Tuesday, May 26, 2026

Notice After Notice — Part 1: Email to Chris Minns’ Kogarah Electorate Office and University Governance - March 2022

4 March 2022

Subject: “Please support my return to work asap”


At 12:38am on 4 March 2022, I sent another email.


Not my first.

Not my last. 


By this point, I had spent months writing relentlessly to governance, regulators, the union, and the Kogarah electorate office — trying to secure something that should never have required begging in the first place:


safe recovery, lawful support, and return to my job.


This email was sent directly to Professor Hayden Ramsay, Deputy Vice-Chancellor (Ethics), and to the Kogarah electorate office connected to then Opposition Leader Chris Minns.


The subject line was simple:


“Please support my return to work asap.”


That was all I wanted.


Support.


By March 2022, I was explicitly describing escalating psychological harm, prolonged isolation, financial devastation, failed return-to-work obligations, and the complete absence of meaningful intervention despite repeated notice being given to multiple institutions.


I wrote:


“Please get me … in my job asap. I can’t tolerate this negligence and cruelty anymore.”

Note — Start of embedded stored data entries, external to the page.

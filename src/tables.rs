//! Fixed classification tables.
//!
//! Every histogram in [`Results`](crate::aggregator::Results) is indexed by the
//! position of a value in one of these lists, so the lists are never reordered
//! at runtime and lookups are plain linear scans (first match wins).

/// Status codes are counted in `0..STATUS_CODE_MAX`, anything else is discarded.
pub const STATUS_CODE_MAX: usize = 512;

/// Number of hourly buckets.
pub const HOURS: usize = 24;

/// Known HTTP methods.
pub const METHODS: [&str; 9] = [
    "GET", "POST", "HEAD", "PUT", "DELETE", "CONNECT", "OPTIONS", "TRACE", "PATCH",
];

/// Known HTTP protocol versions.
pub const PROTOCOLS: [&str; 5] = ["HTTP/1.0", "HTTP/1.1", "HTTP/2", "HTTP/2.0", "HTTP/3"];

/// Continent code and display name, in bucket order.
pub const CONTINENTS: [(&str, &str); 7] = [
    ("AF", "Africa"),
    ("AN", "Antarctica"),
    ("AS", "Asia"),
    ("EU", "Europe"),
    ("NA", "North America"),
    ("OC", "Oceania"),
    ("SA", "South America"),
];

/// Index into [`COUNTRIES`].
pub type CountryId = usize;

/// ISO 3166-1 country entry.
#[derive(Debug, Clone, Copy, PartialEq, Eq)]
pub struct Country {
    pub code: &'static str,
    pub name: &'static str,
    pub continent: &'static str,
}

impl Country {
    const fn new(code: &'static str, name: &'static str, continent: &'static str) -> Self {
        Self {
            code,
            name,
            continent,
        }
    }
}

/// Linear match of `method` against [`METHODS`].
pub fn method_index(method: &[u8]) -> Option<usize> {
    METHODS.iter().position(|m| m.as_bytes() == method)
}

/// Linear match of `protocol` against [`PROTOCOLS`].
pub fn protocol_index(protocol: &[u8]) -> Option<usize> {
    PROTOCOLS.iter().position(|p| p.as_bytes() == protocol)
}

/// Linear match of a continent code against [`CONTINENTS`].
pub fn continent_index(code: &str) -> Option<usize> {
    CONTINENTS.iter().position(|(c, _)| *c == code)
}

/// Continent code of a country, `None` for an id outside the table.
pub fn continent_of(id: CountryId) -> Option<&'static str> {
    COUNTRIES.get(id).map(|c| c.continent)
}

/// Resolve an ISO 3166-1 alpha-2 code (case-insensitive) to its [`CountryId`].
pub fn country_id(code: &str) -> Option<CountryId> {
    let upper = code.bytes().map(|b| b.to_ascii_uppercase());
    COUNTRIES
        .binary_search_by(|c| c.code.bytes().cmp(upper.clone()))
        .ok()
}

/// Countries sorted by ISO code.
pub const COUNTRIES: &[Country] = &[
    Country::new("AD", "Andorra", "EU"),
    Country::new("AE", "United Arab Emirates", "AS"),
    Country::new("AF", "Afghanistan", "AS"),
    Country::new("AG", "Antigua and Barbuda", "NA"),
    Country::new("AI", "Anguilla", "NA"),
    Country::new("AL", "Albania", "EU"),
    Country::new("AM", "Armenia", "AS"),
    Country::new("AO", "Angola", "AF"),
    Country::new("AQ", "Antarctica", "AN"),
    Country::new("AR", "Argentina", "SA"),
    Country::new("AS", "American Samoa", "OC"),
    Country::new("AT", "Austria", "EU"),
    Country::new("AU", "Australia", "OC"),
    Country::new("AW", "Aruba", "NA"),
    Country::new("AX", "Aland Islands", "EU"),
    Country::new("AZ", "Azerbaijan", "AS"),
    Country::new("BA", "Bosnia and Herzegovina", "EU"),
    Country::new("BB", "Barbados", "NA"),
    Country::new("BD", "Bangladesh", "AS"),
    Country::new("BE", "Belgium", "EU"),
    Country::new("BF", "Burkina Faso", "AF"),
    Country::new("BG", "Bulgaria", "EU"),
    Country::new("BH", "Bahrain", "AS"),
    Country::new("BI", "Burundi", "AF"),
    Country::new("BJ", "Benin", "AF"),
    Country::new("BL", "Saint Barthelemy", "NA"),
    Country::new("BM", "Bermuda", "NA"),
    Country::new("BN", "Brunei Darussalam", "AS"),
    Country::new("BO", "Bolivia", "SA"),
    Country::new("BQ", "Bonaire, Sint Eustatius and Saba", "NA"),
    Country::new("BR", "Brazil", "SA"),
    Country::new("BS", "Bahamas", "NA"),
    Country::new("BT", "Bhutan", "AS"),
    Country::new("BV", "Bouvet Island", "AN"),
    Country::new("BW", "Botswana", "AF"),
    Country::new("BY", "Belarus", "EU"),
    Country::new("BZ", "Belize", "NA"),
    Country::new("CA", "Canada", "NA"),
    Country::new("CC", "Cocos (Keeling) Islands", "AS"),
    Country::new("CD", "Congo, The Democratic Republic of the", "AF"),
    Country::new("CF", "Central African Republic", "AF"),
    Country::new("CG", "Congo", "AF"),
    Country::new("CH", "Switzerland", "EU"),
    Country::new("CI", "Cote d'Ivoire", "AF"),
    Country::new("CK", "Cook Islands", "OC"),
    Country::new("CL", "Chile", "SA"),
    Country::new("CM", "Cameroon", "AF"),
    Country::new("CN", "China", "AS"),
    Country::new("CO", "Colombia", "SA"),
    Country::new("CR", "Costa Rica", "NA"),
    Country::new("CU", "Cuba", "NA"),
    Country::new("CV", "Cape Verde", "AF"),
    Country::new("CW", "Curacao", "NA"),
    Country::new("CX", "Christmas Island", "AS"),
    Country::new("CY", "Cyprus", "EU"),
    Country::new("CZ", "Czech Republic", "EU"),
    Country::new("DE", "Germany", "EU"),
    Country::new("DJ", "Djibouti", "AF"),
    Country::new("DK", "Denmark", "EU"),
    Country::new("DM", "Dominica", "NA"),
    Country::new("DO", "Dominican Republic", "NA"),
    Country::new("DZ", "Algeria", "AF"),
    Country::new("EC", "Ecuador", "SA"),
    Country::new("EE", "Estonia", "EU"),
    Country::new("EG", "Egypt", "AF"),
    Country::new("EH", "Western Sahara", "AF"),
    Country::new("ER", "Eritrea", "AF"),
    Country::new("ES", "Spain", "EU"),
    Country::new("ET", "Ethiopia", "AF"),
    Country::new("FI", "Finland", "EU"),
    Country::new("FJ", "Fiji", "OC"),
    Country::new("FK", "Falkland Islands (Malvinas)", "SA"),
    Country::new("FM", "Micronesia, Federated States of", "OC"),
    Country::new("FO", "Faroe Islands", "EU"),
    Country::new("FR", "France", "EU"),
    Country::new("GA", "Gabon", "AF"),
    Country::new("GB", "United Kingdom", "EU"),
    Country::new("GD", "Grenada", "NA"),
    Country::new("GE", "Georgia", "AS"),
    Country::new("GF", "French Guiana", "SA"),
    Country::new("GG", "Guernsey", "EU"),
    Country::new("GH", "Ghana", "AF"),
    Country::new("GI", "Gibraltar", "EU"),
    Country::new("GL", "Greenland", "NA"),
    Country::new("GM", "Gambia", "AF"),
    Country::new("GN", "Guinea", "AF"),
    Country::new("GP", "Guadeloupe", "NA"),
    Country::new("GQ", "Equatorial Guinea", "AF"),
    Country::new("GR", "Greece", "EU"),
    Country::new("GS", "South Georgia and the South Sandwich Islands", "AN"),
    Country::new("GT", "Guatemala", "NA"),
    Country::new("GU", "Guam", "OC"),
    Country::new("GW", "Guinea-Bissau", "AF"),
    Country::new("GY", "Guyana", "SA"),
    Country::new("HK", "Hong Kong", "AS"),
    Country::new("HM", "Heard Island and McDonald Islands", "AN"),
    Country::new("HN", "Honduras", "NA"),
    Country::new("HR", "Croatia", "EU"),
    Country::new("HT", "Haiti", "NA"),
    Country::new("HU", "Hungary", "EU"),
    Country::new("ID", "Indonesia", "AS"),
    Country::new("IE", "Ireland", "EU"),
    Country::new("IL", "Israel", "AS"),
    Country::new("IM", "Isle of Man", "EU"),
    Country::new("IN", "India", "AS"),
    Country::new("IO", "British Indian Ocean Territory", "AS"),
    Country::new("IQ", "Iraq", "AS"),
    Country::new("IR", "Iran, Islamic Republic of", "AS"),
    Country::new("IS", "Iceland", "EU"),
    Country::new("IT", "Italy", "EU"),
    Country::new("JE", "Jersey", "EU"),
    Country::new("JM", "Jamaica", "NA"),
    Country::new("JO", "Jordan", "AS"),
    Country::new("JP", "Japan", "AS"),
    Country::new("KE", "Kenya", "AF"),
    Country::new("KG", "Kyrgyzstan", "AS"),
    Country::new("KH", "Cambodia", "AS"),
    Country::new("KI", "Kiribati", "OC"),
    Country::new("KM", "Comoros", "AF"),
    Country::new("KN", "Saint Kitts and Nevis", "NA"),
    Country::new("KP", "Korea, Democratic People's Republic of", "AS"),
    Country::new("KR", "Korea, Republic of", "AS"),
    Country::new("KW", "Kuwait", "AS"),
    Country::new("KY", "Cayman Islands", "NA"),
    Country::new("KZ", "Kazakhstan", "AS"),
    Country::new("LA", "Lao People's Democratic Republic", "AS"),
    Country::new("LB", "Lebanon", "AS"),
    Country::new("LC", "Saint Lucia", "NA"),
    Country::new("LI", "Liechtenstein", "EU"),
    Country::new("LK", "Sri Lanka", "AS"),
    Country::new("LR", "Liberia", "AF"),
    Country::new("LS", "Lesotho", "AF"),
    Country::new("LT", "Lithuania", "EU"),
    Country::new("LU", "Luxembourg", "EU"),
    Country::new("LV", "Latvia", "EU"),
    Country::new("LY", "Libya", "AF"),
    Country::new("MA", "Morocco", "AF"),
    Country::new("MC", "Monaco", "EU"),
    Country::new("MD", "Moldova, Republic of", "EU"),
    Country::new("ME", "Montenegro", "EU"),
    Country::new("MF", "Saint Martin", "NA"),
    Country::new("MG", "Madagascar", "AF"),
    Country::new("MH", "Marshall Islands", "OC"),
    Country::new("MK", "North Macedonia", "EU"),
    Country::new("ML", "Mali", "AF"),
    Country::new("MM", "Myanmar", "AS"),
    Country::new("MN", "Mongolia", "AS"),
    Country::new("MO", "Macao", "AS"),
    Country::new("MP", "Northern Mariana Islands", "OC"),
    Country::new("MQ", "Martinique", "NA"),
    Country::new("MR", "Mauritania", "AF"),
    Country::new("MS", "Montserrat", "NA"),
    Country::new("MT", "Malta", "EU"),
    Country::new("MU", "Mauritius", "AF"),
    Country::new("MV", "Maldives", "AS"),
    Country::new("MW", "Malawi", "AF"),
    Country::new("MX", "Mexico", "NA"),
    Country::new("MY", "Malaysia", "AS"),
    Country::new("MZ", "Mozambique", "AF"),
    Country::new("NA", "Namibia", "AF"),
    Country::new("NC", "New Caledonia", "OC"),
    Country::new("NE", "Niger", "AF"),
    Country::new("NF", "Norfolk Island", "OC"),
    Country::new("NG", "Nigeria", "AF"),
    Country::new("NI", "Nicaragua", "NA"),
    Country::new("NL", "Netherlands", "EU"),
    Country::new("NO", "Norway", "EU"),
    Country::new("NP", "Nepal", "AS"),
    Country::new("NR", "Nauru", "OC"),
    Country::new("NU", "Niue", "OC"),
    Country::new("NZ", "New Zealand", "OC"),
    Country::new("OM", "Oman", "AS"),
    Country::new("PA", "Panama", "NA"),
    Country::new("PE", "Peru", "SA"),
    Country::new("PF", "French Polynesia", "OC"),
    Country::new("PG", "Papua New Guinea", "OC"),
    Country::new("PH", "Philippines", "AS"),
    Country::new("PK", "Pakistan", "AS"),
    Country::new("PL", "Poland", "EU"),
    Country::new("PM", "Saint Pierre and Miquelon", "NA"),
    Country::new("PN", "Pitcairn", "OC"),
    Country::new("PR", "Puerto Rico", "NA"),
    Country::new("PS", "Palestine, State of", "AS"),
    Country::new("PT", "Portugal", "EU"),
    Country::new("PW", "Palau", "OC"),
    Country::new("PY", "Paraguay", "SA"),
    Country::new("QA", "Qatar", "AS"),
    Country::new("RE", "Reunion", "AF"),
    Country::new("RO", "Romania", "EU"),
    Country::new("RS", "Serbia", "EU"),
    Country::new("RU", "Russian Federation", "EU"),
    Country::new("RW", "Rwanda", "AF"),
    Country::new("SA", "Saudi Arabia", "AS"),
    Country::new("SB", "Solomon Islands", "OC"),
    Country::new("SC", "Seychelles", "AF"),
    Country::new("SD", "Sudan", "AF"),
    Country::new("SE", "Sweden", "EU"),
    Country::new("SG", "Singapore", "AS"),
    Country::new("SH", "Saint Helena", "AF"),
    Country::new("SI", "Slovenia", "EU"),
    Country::new("SJ", "Svalbard and Jan Mayen", "EU"),
    Country::new("SK", "Slovakia", "EU"),
    Country::new("SL", "Sierra Leone", "AF"),
    Country::new("SM", "San Marino", "EU"),
    Country::new("SN", "Senegal", "AF"),
    Country::new("SO", "Somalia", "AF"),
    Country::new("SR", "Suriname", "SA"),
    Country::new("SS", "South Sudan", "AF"),
    Country::new("ST", "Sao Tome and Principe", "AF"),
    Country::new("SV", "El Salvador", "NA"),
    Country::new("SX", "Sint Maarten (Dutch part)", "NA"),
    Country::new("SY", "Syrian Arab Republic", "AS"),
    Country::new("SZ", "Eswatini", "AF"),
    Country::new("TC", "Turks and Caicos Islands", "NA"),
    Country::new("TD", "Chad", "AF"),
    Country::new("TF", "French Southern Territories", "AN"),
    Country::new("TG", "Togo", "AF"),
    Country::new("TH", "Thailand", "AS"),
    Country::new("TJ", "Tajikistan", "AS"),
    Country::new("TK", "Tokelau", "OC"),
    Country::new("TL", "Timor-Leste", "AS"),
    Country::new("TM", "Turkmenistan", "AS"),
    Country::new("TN", "Tunisia", "AF"),
    Country::new("TO", "Tonga", "OC"),
    Country::new("TR", "Turkey", "AS"),
    Country::new("TT", "Trinidad and Tobago", "NA"),
    Country::new("TV", "Tuvalu", "OC"),
    Country::new("TW", "Taiwan", "AS"),
    Country::new("TZ", "Tanzania, United Republic of", "AF"),
    Country::new("UA", "Ukraine", "EU"),
    Country::new("UG", "Uganda", "AF"),
    Country::new("UM", "United States Minor Outlying Islands", "OC"),
    Country::new("US", "United States", "NA"),
    Country::new("UY", "Uruguay", "SA"),
    Country::new("UZ", "Uzbekistan", "AS"),
    Country::new("VA", "Holy See (Vatican City State)", "EU"),
    Country::new("VC", "Saint Vincent and the Grenadines", "NA"),
    Country::new("VE", "Venezuela", "SA"),
    Country::new("VG", "Virgin Islands, British", "NA"),
    Country::new("VI", "Virgin Islands, U.S.", "NA"),
    Country::new("VN", "Vietnam", "AS"),
    Country::new("VU", "Vanuatu", "OC"),
    Country::new("WF", "Wallis and Futuna", "OC"),
    Country::new("WS", "Samoa", "OC"),
    Country::new("XK", "Kosovo", "EU"),
    Country::new("YE", "Yemen", "AS"),
    Country::new("YT", "Mayotte", "AF"),
    Country::new("ZA", "South Africa", "AF"),
    Country::new("ZM", "Zambia", "AF"),
    Country::new("ZW", "Zimbabwe", "AF"),
];

#[cfg(test)]
mod tests {
    use super::*;
    use test_case::test_case;

    #[test_case(b"GET" => Some(0))]
    #[test_case(b"PATCH" => Some(8))]
    #[test_case(b"get" => None; "case sensitive")]
    #[test_case(b"BREW" => None)]
    #[test_case(b"" => None; "empty")]
    fn test_method_index(method: &[u8]) -> Option<usize> {
        method_index(method)
    }

    #[test_case(b"HTTP/1.1" => Some(1))]
    #[test_case(b"HTTP/2.0" => Some(3))]
    #[test_case(b"HTTP/1.1 " => None; "trailing space")]
    #[test_case(b"SPDY/3" => None)]
    fn test_protocol_index(protocol: &[u8]) -> Option<usize> {
        protocol_index(protocol)
    }

    #[test]
    fn test_countries_sorted_and_unique() {
        assert!(COUNTRIES.windows(2).all(|w| w[0].code < w[1].code));
    }

    #[test]
    fn test_every_country_has_a_continent_bucket() {
        for country in COUNTRIES {
            assert!(
                continent_index(country.continent).is_some(),
                "{} has unknown continent {}",
                country.code,
                country.continent
            );
        }
    }

    #[test_case("FR" => Some("EU"))]
    #[test_case("us" => Some("NA"); "lowercase")]
    #[test_case("JP" => Some("AS"))]
    #[test_case("AQ" => Some("AN"))]
    #[test_case("ZZ" => None; "unknown code")]
    fn test_country_continent(code: &str) -> Option<&'static str> {
        country_id(code).and_then(continent_of)
    }

    #[test]
    fn test_continent_of_out_of_range() {
        assert_eq!(continent_of(COUNTRIES.len()), None);
    }
}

I explained that no return-to-work coordination had occurred with my GP, despite this being a fundamental workers’ compensation obligation. I described how the Injury Management Plan issued by the insurer had never been implemented.


I explained that workplace communication itself had become traumatising.


“It’s a symptom of trauma to avoid triggers and protect myself from anymore harm.”


And still, despite the trauma, despite the fear, despite the exhaustion, I continued asking for help.


Practical help.


Human help.


“I’m begging for someone from work to call me and start supporting my recovery.”


Reading this email now, what strikes me most is the clarity.

I was directly telling senior governance and an elected representative’s office:

  • I was not coping,
  • I was frightened,
  • I was isolated,
  • I needed support,
  • I needed lawful return-to-work assistance,
  • and I needed someone to intervene before the harm became irreversible.

These communications were sent openly and directly to people in positions of authority.

I even explained why returning to work mattered so deeply.


“I need my job because it was my purpose to serve the university community.”


That sentence captures everything.


After two decades serving the university community, I was fighting for my statutory entitlements, for a psychosocially safe work environment, and a compliant and operationally actioned return to work plan.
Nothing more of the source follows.